E, a tal proposito, la Suprema Corte richiama, come norma primaria, l'articolo 114 delle stesse disposizioni attuative del Codice di Procedura Penale. Tale norma impone agli organi di polizia giudiziaria di avvertire la persona sottoposta ad indagini o ispezioni che può farsi assistere da un difensore.

Di conseguenza, è il ragionamento del Giudice di legittimità, quanto disposto dall'articolo 220 delle disposizioni attuative del codice di procedura penale va attuato solo successivamente all'emergere di chiari indizi di reato.

Da ciò deriva che la parte di documento redatta dagli agenti prima dell'identificazione di questi indizi possa essere pienamente utilizzabile.
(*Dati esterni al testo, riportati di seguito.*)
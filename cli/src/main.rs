//! Command-line client for the notes backend.
//!
//! Commands:
//! - list: List notes, most recently updated first
//! - show: Fetch a single note
//! - create: Create a note
//! - update: Change a note's title and/or content
//! - delete: Delete a note
//!
//! Configuration via environment:
//! - NOTES_URL: Base URL of the notes server (default: http://localhost:8080)

mod commands;

use clap::{Parser, Subcommand};

use commands::{
    create::CreateArgs, delete::DeleteArgs, list::ListArgs, show::ShowArgs, update::UpdateArgs,
};

/// Notes CLI
///
/// Manage notes on a notes server. Prints JSON by default; pass --human for
/// formatted output.
#[derive(Parser)]
#[command(name = "notes")]
#[command(author, version, about, long_about = None)]
#[command(propagate_version = true)]
struct Cli {
    /// Output human-readable formatted text instead of JSON
    #[arg(long, global = true)]
    human: bool,

    /// Notes server URL
    #[arg(
        long,
        env = "NOTES_URL",
        default_value = "http://localhost:8080",
        global = true
    )]
    url: String,

    #[command(subcommand)]
    command: Commands,
}

#[derive(Subcommand)]
enum Commands {
    /// List all notes
    List(ListArgs),

    /// Show a single note
    Show(ShowArgs),

    /// Create a new note
    Create(CreateArgs),

    /// Update an existing note
    Update(UpdateArgs),

    /// Delete a note
    Delete(DeleteArgs),
}

#[tokio::main]
async fn main() {
    let cli = Cli::parse();

    let client = match commands::build_client() {
        Ok(c) => c,
        Err(e) => {
            eprintln!("Error: {}", e);
            std::process::exit(1);
        }
    };

    let url = cli.url.trim_end_matches('/');

    let result = match cli.command {
        Commands::List(args) => commands::list::execute(&client, url, cli.human, args).await,
        Commands::Show(args) => commands::show::execute(&client, url, cli.human, args).await,
        Commands::Create(args) => commands::create::execute(&client, url, cli.human, args).await,
        Commands::Update(args) => commands::update::execute(&client, url, cli.human, args).await,
        Commands::Delete(args) => commands::delete::execute(&client, url, cli.human, args).await,
    };

    if let Err(e) = result {
        eprintln!("Error: {}", e);
        std::process::exit(1);
    }
}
Mentre non saranno utilizzabili quelle raccolte successivamente senza l'osservanza delle disposizioni del codice di rito. Tale ragionamento serve alla Corte di Cassazione anche per chiarire quale sia il presupposto giuridico che consente l'applicazione dell'articolo 220 delle disposizioni attuative del codice di procedura penale. Tale presupposto consiste nella sussistenza della mera possibilità di attribuire una qualche rilevanza penale ai fatti che emergono dall'indagine amministrativa. Per questi motivi la Corte di Cassazione ha rigettato il ricorso concludendo per la legittimità dell'attività svolta dalla Guardia di Finanza.